A. Of the sort of operation which Mr Hanson could have been involved in.
Q. Was there any evidence before you when you made your decision of any other examples?
A. The evidence of the advertisement was critical.
Q. What was the evidence of the advertisements, the examples of?
A. The advertisement said that he had Dordins and Cattryse available for sale, which meant that he must have been breeding them and having birds progeny that he was selling.
Q. The evidence that you describe in the form of the advertisements is consistent with many different facts or conclusions?
A. I was concentrating on just one.
Q. You did not for example give any weight to the suggestion that that all might be some sort of misrepresentation or concoction that Mr Hanson had perhaps foolishly decided to indulge himself in?
A. I was aware that when these visits were made to people all of whom had advertised, that they may say that the advertisements were wrong.
Q. What, had you approached that risk with a general sceptical frame of mind, had you?
A. No. The opportunity was given to all the people to explain about the advertisements and prove that they did not have the Dordins or Cattryse or whatever they were advertising available.
Q. Just explain to me, would you, the opportunity that you understand to have been given to Mr Hanson in this case?
A. The opportunity up to the time of Mr Everett's report to me.
Q. But you agree, do not you, that if you are not familiar with particulars - the substance of what was being put by Mr Hanson to Mr Everett was the whole thing was a fraud, a gimmick, a con?
A. The sale of that bird was put forward as a promotional gimmick and it was said he did not have, did not really have, the birds for sale but there was nothing to substantiate that.
Q. What, did you say to yourself, "I don't believe it"?
A. Yes, I had no basis to believe it. . . .
Q. Did you have any basis to believe that he did have Dordins and Cattryse for sale?
A. He advertised that he had them.
Q. That was the whole basis, was it?
A. Yes, and those other matters that we have been canvassing about the sale rather added to that. It certainly did not detract from it.
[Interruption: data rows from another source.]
//! Numerical stability utilities.
//!
//! Provides safe implementations of the nonlinear transforms used to map
//! unconstrained optimizer coordinates into constrained model parameters.
//! The guarded strategies follow common ML libraries, using explicit cutoffs
//! (`x > 20.0`) to keep `f64` arithmetic in a well-conditioned regime.
//!
//! # Provided items
//! - [`STATIONARITY_MARGIN`]: a small ε buffer enforcing strict persistence
//!   bounds (e.g. α + β < 1 in GARCH models).
//! - [`safe_softplus`] / [`safe_softplus_inv`]: ℝ ↔ (0, ∞).
//! - [`safe_softmax`] / [`softmax_logits`]: ℝᵏ ↔ the open simplex scaled to
//!   total mass `1 − STATIONARITY_MARGIN`, with an implicit slack weight.
//! - [`bounded_unit`] / [`bounded_unit_inv`]: ℝ ↔ (−1 + margin, 1 − margin).
//! - [`EIGEN_EPS`]: eigenvalue floor for pseudoinverses.

/// Safety margin for strict stationarity.
///
/// Persistence constraints such as α + β < 1 are enforced strictly by
/// reserving this buffer, so the recursion always runs inside the stable
/// region.
pub const STATIONARITY_MARGIN: f64 = 1e-6;

/// Eigenvalues at or below this value are treated as zero when forming
/// pseudoinverses.
pub const EIGEN_EPS: f64 = 1e-10;

/// Numerically stable softplus: `softplus(x) = ln(1 + exp(x))`.
///
/// - For sufficiently large `x`, `softplus(x) ≈ x`.
/// - Otherwise, it falls back to `ln1p(exp(x))`.
pub fn safe_softplus(x: f64) -> f64 {
    if x > 20.0 { x } else { x.exp().ln_1p() }
}

/// Stable inverse of softplus on `(0, ∞)`: returns `t = ln(exp(x) - 1)`.
///
/// `x` must be finite and `> 0`.
pub fn safe_softplus_inv(x: f64) -> f64 {
    if x > 20.0 { x } else { x.exp_m1().ln() }
}

/// Map logits to stationarity-scaled simplex weights.
///
/// With `k = logits.len()` and an implicit slack logit fixed at `0`,
///
/// `out[i] = (1 − STATIONARITY_MARGIN) · exp(l_i) / (1 + Σ_j exp(l_j))`,
///
/// so `Σ out ≤ 1 − STATIONARITY_MARGIN`. The max-shift keeps the
/// exponentials bounded; weights whose logit trails the largest by more
/// than the `f64` exponent range are floored at `f64::MIN_POSITIVE`, so
/// every weight stays strictly positive.
///
/// Panics if `out.len() != logits.len()`.
pub fn safe_softmax(logits: &[f64], out: &mut [f64]) {
    assert_eq!(logits.len(), out.len(), "softmax output length must match logits");
    let max = logits.iter().copied().fold(0.0_f64, f64::max);
    let slack = (-max).exp();
    let mut denom = slack;
    for (o, &l) in out.iter_mut().zip(logits) {
        *o = (l - max).exp().max(f64::MIN_POSITIVE);
        denom += *o;
    }
    let scale = (1.0 - STATIONARITY_MARGIN) / denom;
    for o in out.iter_mut() {
        *o *= scale;
    }
}

/// Inverse of [`safe_softmax`]: logits reproducing the given weights.
///
/// Weights must be strictly positive with `Σ w < 1 − STATIONARITY_MARGIN`;
/// the implied slack is floored at `1e-8` so the inverse stays finite for
/// starting values close to the boundary.
pub fn softmax_logits(weights: &[f64]) -> Vec<f64> {
    let mass = 1.0 - STATIONARITY_MARGIN;
    let slack = (mass - weights.iter().sum::<f64>()).max(1e-8);
    weights.iter().map(|&w| (w.max(1e-12) / slack).ln()).collect()
}

/// Map ℝ → (−1 + margin, 1 − margin) via a scaled `tanh`.
pub fn bounded_unit(x: f64) -> f64 {
    (1.0 - STATIONARITY_MARGIN) * x.tanh()
}

/// Inverse of [`bounded_unit`]; the input is clamped inside the open range.
pub fn bounded_unit_inv(y: f64) -> f64 {
    let limit = 1.0 - STATIONARITY_MARGIN;
    let u = (y / limit).clamp(-1.0 + 1e-12, 1.0 - 1e-12);
    u.atanh()
}
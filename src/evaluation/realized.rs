//! Rolling realized volatility.
//!
//! `RV_t = sqrt(Σ_{s=t−w+1..t} r_s²)` over a window of `w` returns (default
//! 5), in the units of the returns. The first `w − 1` entries are missing.
//! The evaluator's reference is the last available value in percent.
use chrono::NaiveDate;
use serde::Serialize;

use crate::{
    evaluation::errors::{EvalError, EvalResult},
    series::ReturnSeries,
};

/// Default rolling window, in trading days.
pub const DEFAULT_RV_WINDOW: usize = 5;

/// Realized volatility at one date, in percent.
#[derive(Debug, Clone, Copy, PartialEq, Serialize)]
pub struct RealizedVolPoint {
    pub date: NaiveDate,
    pub realized_vol_pct: Option<f64>,
}

/// Rolling realized volatility of `returns`.
///
/// # Errors
/// [`EvalError::InvalidWindow`] when `window == 0`.
pub fn realized_volatility(returns: &[f64], window: usize) -> EvalResult<Vec<Option<f64>>> {
    if window == 0 {
        return Err(EvalError::InvalidWindow { window });
    }
    Ok((0..returns.len())
        .map(|t| {
            (t + 1 >= window).then(|| {
                returns[t + 1 - window..=t].iter().map(|r| r * r).sum::<f64>().sqrt()
            })
        })
        .collect())
}

/// Realized volatility path in percent, aligned with the series dates.
///
/// # Errors
/// [`EvalError::InvalidWindow`] when `window == 0`.
pub fn realized_volatility_path(
    series: &ReturnSeries, window: usize,
) -> EvalResult<Vec<RealizedVolPoint>> {
    let rv = realized_volatility(series.values(), window)?;
    Ok(series
        .dates()
        .iter()
        .zip(rv)
        .map(|(&date, value)| RealizedVolPoint { date, realized_vol_pct: value.map(|v| v * 100.0) })
        .collect())
}

/// Most recent realized volatility in percent: the evaluation anchor.
///
/// # Errors
/// - [`EvalError::InvalidWindow`] when `window == 0`.
/// - [`EvalError::InsufficientData`] when the series is shorter than the
///   window.
pub fn realized_vol_anchor_pct(returns: &[f64], window: usize) -> EvalResult<f64> {
    realized_volatility(returns, window)?
        .into_iter()
        .rev()
        .flatten()
        .next()
        .map(|v| v * 100.0)
        .ok_or(EvalError::InsufficientData { n: returns.len(), window })
}
//! GARCH options — estimation-time configuration.
//!
//! Purpose
//! -------
//! Bundle everything a GARCH-family fit needs beyond the data: the return
//! scaling factor, variance guards, optimizer settings, whether to compute
//! standard errors, and the minimum usable sample length.
//!
//! Invariants & assumptions
//! ------------------------
//! - `scale` is finite and strictly positive.
//! - `min_obs` is at least [`MIN_OBS_FLOOR`].
//! - `mle_opts` and `guards` were validated by their own constructors.
//!
//! Conventions
//! -----------
//! - The default scaling of 100 makes variances percent² and the default
//!   guards `(1e-8, 1e8)` are expressed in those units.
//! - The default optimizer runs L-BFGS (More–Thuente, `tol_grad = 1e-6`,
//!   `tol_cost = 1e-12`, 500 iterations) with a Nelder–Mead fallback.
use crate::{
    garch::{
        core::{
            guards::VarianceGuards,
            validation::{MIN_OBS_FLOOR, validate_scale},
        },
        errors::{GarchError, GarchResult},
    },
    optimization::loglik_optimizer::{
        LineSearcher, MLEOptions, NelderMeadOptions, Tolerances,
    },
};

/// Default multiplier applied to raw returns before estimation.
pub const DEFAULT_SCALE: f64 = 100.0;

/// Default minimum sample length for a GARCH fit.
pub const DEFAULT_MIN_OBS: usize = 100;

/// Estimation-time configuration for GARCH-family fits.
#[derive(Debug, Clone, PartialEq)]
pub struct GarchOptions {
    /// Multiplier applied to returns before estimation.
    pub scale: f64,
    /// Bounds applied to each conditional variance.
    pub guards: VarianceGuards,
    /// Optimizer configuration, including the Nelder–Mead fallback.
    pub mle_opts: MLEOptions,
    /// Compute classical and robust standard errors after the fit.
    pub std_errors: bool,
    /// Minimum number of observations accepted.
    pub min_obs: usize,
}

impl GarchOptions {
    /// Construct validated options.
    ///
    /// # Errors
    /// - [`GarchError::InvalidScale`] for a non-finite or non-positive scale.
    /// - [`GarchError::InvalidMinObservations`] when `min_obs < MIN_OBS_FLOOR`.
    pub fn new(
        scale: f64, guards: VarianceGuards, mle_opts: MLEOptions, std_errors: bool,
        min_obs: usize,
    ) -> GarchResult<Self> {
        validate_scale(scale)?;
        if min_obs < MIN_OBS_FLOOR {
            return Err(GarchError::InvalidMinObservations { value: min_obs, floor: MIN_OBS_FLOOR });
        }
        Ok(Self { scale, guards, mle_opts, std_errors, min_obs })
    }
}

impl Default for GarchOptions {
    fn default() -> Self {
        let mle_opts = MLEOptions {
            tols: Tolerances { tol_grad: Some(1e-6), tol_cost: Some(1e-12), max_iter: Some(500) },
            line_searcher: LineSearcher::MoreThuente,
            verbose: false,
            lbfgs_mem: None,
            fallback: Some(NelderMeadOptions::default()),
        };
        Self {
            scale: DEFAULT_SCALE,
            guards: VarianceGuards::default(),
            mle_opts,
            std_errors: true,
            min_obs: DEFAULT_MIN_OBS,
        }
    }
}
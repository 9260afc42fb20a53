//! Conditional-variance recursions and Gaussian log-likelihood.
//!
//! Purpose
//! -------
//! Evaluate the variance path `σ²_t` of each variant and the Gaussian
//! conditional log-likelihood built on it. These are the hot loops of
//! estimation: they run once per objective evaluation and never allocate
//! beyond the caller-provided buffer.
//!
//! Key behaviors
//! -------------
//! - Residuals are `ε_t = r_t − μ`.
//! - `σ²_0` is the sample variance (EGARCH: `ln σ²_0 = ln s²`); the path is
//!   aligned 1:1 with the input, so every observation contributes.
//! - Updates per variant, with `e = ε_{t−1}` and `h = σ²_{t−1}`:
//!   - GARCH11:  `σ²_t = ω + α e² + β h`
//!   - GJRGARCH: `σ²_t = ω + α e² + γ e² 𝟙[e < 0] + β h`
//!   - EGARCH:   `ln σ²_t = ω + α (|z| − E|z|) + γ z + β ln h`, `z = e/√h`
//! - Each update is clamped by [`VarianceGuards`]; a non-finite value is
//!   reported instead of propagated.
//! - `ℓ_t = −½ (ln 2π + ln σ²_t + ε²_t / σ²_t)`.
//!
//! Invariants & assumptions
//! ------------------------
//! - Parameters are used as given; constraints are the optimizer mapping's
//!   job. Guards keep unconstrained natural-space perturbations finite.
use ndarray::Array1;

use crate::garch::{
    core::{data::GarchData, guards::VarianceGuards, params::GarchParams, variant::GarchVariant},
    errors::{GarchError, GarchResult},
};

/// `E|z|` for a standard normal `z`: `√(2/π)`.
pub const E_ABS_Z: f64 = std::f64::consts::FRAC_2_SQRT_PI * std::f64::consts::FRAC_1_SQRT_2;

const LN_2PI: f64 = 1.837_877_066_409_345_5;

/// One guarded step of the variance recursion.
///
/// Given the previous residual `resid` and variance `var`, return the next
/// conditional variance. Shared by the in-sample path and the forecaster.
#[inline]
pub fn next_variance(
    variant: GarchVariant, params: &GarchParams, resid: f64, var: f64, guards: &VarianceGuards,
) -> f64 {
    match variant {
        GarchVariant::Garch => {
            guards.clamp_variance(params.omega + params.alpha * resid * resid + params.beta * var)
        }
        GarchVariant::GjrGarch => {
            let leverage = if resid < 0.0 { params.gamma.unwrap_or(0.0) } else { 0.0 };
            guards.clamp_variance(
                params.omega + (params.alpha + leverage) * resid * resid + params.beta * var,
            )
        }
        GarchVariant::Egarch => {
            let z = resid / var.sqrt();
            let log_var = params.omega
                + params.alpha * (z.abs() - E_ABS_Z)
                + params.gamma.unwrap_or(0.0) * z
                + params.beta * var.ln();
            guards.clamp_log_variance(log_var).exp()
        }
    }
}

/// Fill `out` with the conditional variance path `σ²_0, …, σ²_{n−1}`.
///
/// # Errors
/// [`GarchError::NonFiniteVariance`] at the first non-finite entry.
///
/// # Panics
/// If `out.len() != data.len()`.
pub fn fill_variance_path(
    variant: GarchVariant, params: &GarchParams, data: &GarchData, guards: &VarianceGuards,
    out: &mut [f64],
) -> GarchResult<()> {
    assert_eq!(out.len(), data.len(), "variance buffer must match the series length");
    let mut var = guards.clamp_variance(data.sample_variance);
    let mut prev_resid = 0.0;
    for (t, (slot, &r)) in out.iter_mut().zip(data.returns.iter()).enumerate() {
        if t > 0 {
            var = next_variance(variant, params, prev_resid, var, guards);
        }
        if !var.is_finite() {
            return Err(GarchError::NonFiniteVariance { index: t, value: var });
        }
        *slot = var;
        prev_resid = r - params.mu;
    }
    Ok(())
}

/// Per-observation Gaussian log-likelihood contributions `ℓ_t`.
///
/// # Errors
/// Propagates recursion errors; [`GarchError::NonFiniteLikelihood`] if any
/// contribution is not finite.
pub fn loglik_contributions(
    variant: GarchVariant, params: &GarchParams, data: &GarchData, guards: &VarianceGuards,
) -> GarchResult<Array1<f64>> {
    let mut var = vec![0.0; data.len()];
    fill_variance_path(variant, params, data, guards, &mut var)?;
    let mut out = Array1::<f64>::zeros(data.len());
    for ((slot, &r), &v) in out.iter_mut().zip(data.returns.iter()).zip(var.iter()) {
        let e = r - params.mu;
        let value = -0.5 * (LN_2PI + v.ln() + e * e / v);
        if !value.is_finite() {
            return Err(GarchError::NonFiniteLikelihood { value });
        }
        *slot = value;
    }
    Ok(out)
}

/// Mean log-likelihood `(1/n) Σ_t ℓ_t`, using `scratch` for the variance
/// path.
///
/// # Errors
/// Propagates recursion errors; [`GarchError::NonFiniteLikelihood`] if the
/// sum is not finite.
pub fn mean_loglik(
    variant: GarchVariant, params: &GarchParams, data: &GarchData, guards: &VarianceGuards,
    scratch: &mut [f64],
) -> GarchResult<f64> {
    fill_variance_path(variant, params, data, guards, scratch)?;
    let total: f64 = data
        .returns
        .iter()
        .zip(scratch.iter())
        .map(|(&r, &v)| {
            let e = r - params.mu;
            -0.5 * (LN_2PI + v.ln() + e * e / v)
        })
        .sum();
    let mean = total / data.len() as f64;
    if !mean.is_finite() {
        return Err(GarchError::NonFiniteLikelihood { value: mean });
    }
    Ok(mean)
}

#[cfg(test)]
mod tests {
    use super::*;
    use crate::series::ReturnSeries;
    use approx::assert_relative_eq;
    use chrono::NaiveDate;

    // -------------------------------------------------------------------------
    // Scope
    // -----
    // These tests cover:
    // - Hand-checked single steps of each variant's update.
    // - Positivity of the variance path under guards.
    // - Agreement between the mean and per-observation likelihood forms.
    // -------------------------------------------------------------------------

    fn data(values: &[f64]) -> GarchData {
        let start = NaiveDate::from_ymd_opt(2023, 3, 1).unwrap();
        let dates = (0..values.len()).map(|i| start + chrono::Days::new(i as u64)).collect();
        let series = ReturnSeries::new(dates, values.to_vec()).unwrap();
        GarchData::new(&series, 100.0, 2).unwrap()
    }

    fn params(gamma: Option<f64>) -> GarchParams {
        GarchParams { mu: 0.0, omega: 0.1, alpha: 0.1, gamma, beta: 0.8 }
    }

    #[test]
    // Purpose
    // -------
    // One step of each update matches the closed form.
    //
    // Given
    // -----
    // - ω = 0.1, α = 0.1, β = 0.8, γ = 0.2; e = −2, h = 1.
    //
    // Expect
    // ------
    // - GARCH: 0.1 + 0.4 + 0.8 = 1.3.
    // - GJR:   1.3 + 0.2·4 = 2.1.
    // - EGARCH: exp(0.1 + 0.1(2 − E|z|) − 0.4 + 0).
    fn next_variance_matches_closed_forms() {
        // Arrange
        let g = VarianceGuards::default();

        // Act
        let garch = next_variance(GarchVariant::Garch, &params(None), -2.0, 1.0, &g);
        let gjr = next_variance(GarchVariant::GjrGarch, &params(Some(0.2)), -2.0, 1.0, &g);
        let egarch = next_variance(GarchVariant::Egarch, &params(Some(0.2)), -2.0, 1.0, &g);

        // Assert
        assert_relative_eq!(garch, 1.3, epsilon = 1e-12);
        assert_relative_eq!(gjr, 2.1, epsilon = 1e-12);
        assert_relative_eq!(egarch, (0.1 + 0.1 * (2.0 - E_ABS_Z) - 0.4).exp(), epsilon = 1e-12);
    }

    #[test]
    // Purpose
    // -------
    // Guards keep the path strictly positive even for parameters that would
    // drive a raw recursion negative.
    //
    // Given
    // -----
    // - GARCH with ω = −5 (outside the constrained region).
    //
    // Expect
    // ------
    // - Every σ²_t ≥ guards.min > 0.
    fn variance_path_stays_positive_under_guards() {
        // Arrange
        let d = data(&[0.01, -0.02, 0.015, 0.0, -0.03, 0.01]);
        let p = GarchParams { mu: 0.0, omega: -5.0, alpha: 0.05, gamma: None, beta: 0.5 };
        let g = VarianceGuards::default();
        let mut out = vec![0.0; d.len()];

        // Act
        fill_variance_path(GarchVariant::Garch, &p, &d, &g, &mut out).unwrap();

        // Assert
        assert_relative_eq!(out[0], d.sample_variance, epsilon = 1e-12);
        assert!(out.iter().all(|&v| v >= g.min));
    }

    #[test]
    fn mean_loglik_matches_mean_of_contributions() {
        let d = data(&[0.01, -0.02, 0.015, 0.0, -0.03, 0.01, 0.004]);
        let g = VarianceGuards::default();
        for variant in GarchVariant::ALL {
            let p = params(if variant.has_gamma() { Some(0.05) } else { None });
            let contrib = loglik_contributions(variant, &p, &d, &g).unwrap();
            let mut scratch = vec![0.0; d.len()];
            let mean = mean_loglik(variant, &p, &d, &g, &mut scratch).unwrap();
            assert_relative_eq!(mean, contrib.sum() / d.len() as f64, epsilon = 1e-12);
        }
    }
}
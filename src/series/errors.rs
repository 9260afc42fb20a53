//! series::errors — validation failures for return series.
use chrono::NaiveDate;
use thiserror::Error;

use crate::errors::ErrorKind;

pub type SeriesResult<T> = Result<T, SeriesError>;

/// Errors raised while constructing a [`ReturnSeries`](super::ReturnSeries).
///
/// Every variant is a data error: the input cannot be used by any
/// downstream estimator.
#[derive(Debug, Clone, PartialEq, Error)]
pub enum SeriesError {
    #[error("Return series is empty.")]
    EmptySeries,

    #[error("Timestamp count ({dates}) does not match value count ({values}).")]
    LengthMismatch { dates: usize, values: usize },

    #[error("Return at index {index} is non-finite: {value}")]
    NonFiniteValue { index: usize, value: f64 },

    #[error("Duplicate timestamp {date} at index {index}.")]
    DuplicateTimestamp { index: usize, date: NaiveDate },

    #[error("Timestamp {date} at index {index} precedes its predecessor {previous}.")]
    NonMonotonicTimestamp { index: usize, date: NaiveDate, previous: NaiveDate },
}

impl SeriesError {
    pub fn kind(&self) -> ErrorKind {
        ErrorKind::Data
    }
}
Q. You referred to the importance of the advertisements.
A. Yes."
In fairness to Mr Dickinson it should be said that his suspicions were justifiably aroused by the advertisements of the applicants that they had Dordins and Cattrysse for sale. The applicants have only themselves to blame for being included on the list of suspects. However, as Mr Dickinson himself conceded, the advertisements were not necessarily conclusive, an explanation might be offered. In the case of the applicants it was offered. Mr Hanson immediately told Mr Everett that the advertisements were false and told him about the "gimmick" involving Mr Fleming. Mr Everett reported this to Mr Dickinson. Mr Dickinson knew that, on that same day, Mr Fleming had been visited by quarantine officers in Adelaide, where he now lives, but he made no effort to check Mr Hanson's story about the "gimmick" with Mr Fleming. He merely reported the story to Canberra, along with the information that he had ordered the destruction of the birds. Nothing would have been lost by taking a few hours to check the position. The making of a decision to destroy before checking the story given by Mr Hanson, and supported by documents inspected by Mr Everett, which if true would negative the proposition that the birds were recent imports or the descendants of recent imports, was an unreasonable action explicable only on the basis of a pre-conceived view that the fact of the advertisements necessarily required destruction of the flock. On many occasions during the course of his evidence Mr Dickinson referred to the critical nature, in his thinking, of the advertisements. For example:
"Q. In that report I do not understand the relevance of a bird which was in Australia, according to the documentation you had, in 1979. Whatever the concern might be about chicks and eggs that may have been imported in recent times from England, if there was one bird that you could be fairly comfortable about it would be a bird that you knew had been around in Australia since 1979, would it not?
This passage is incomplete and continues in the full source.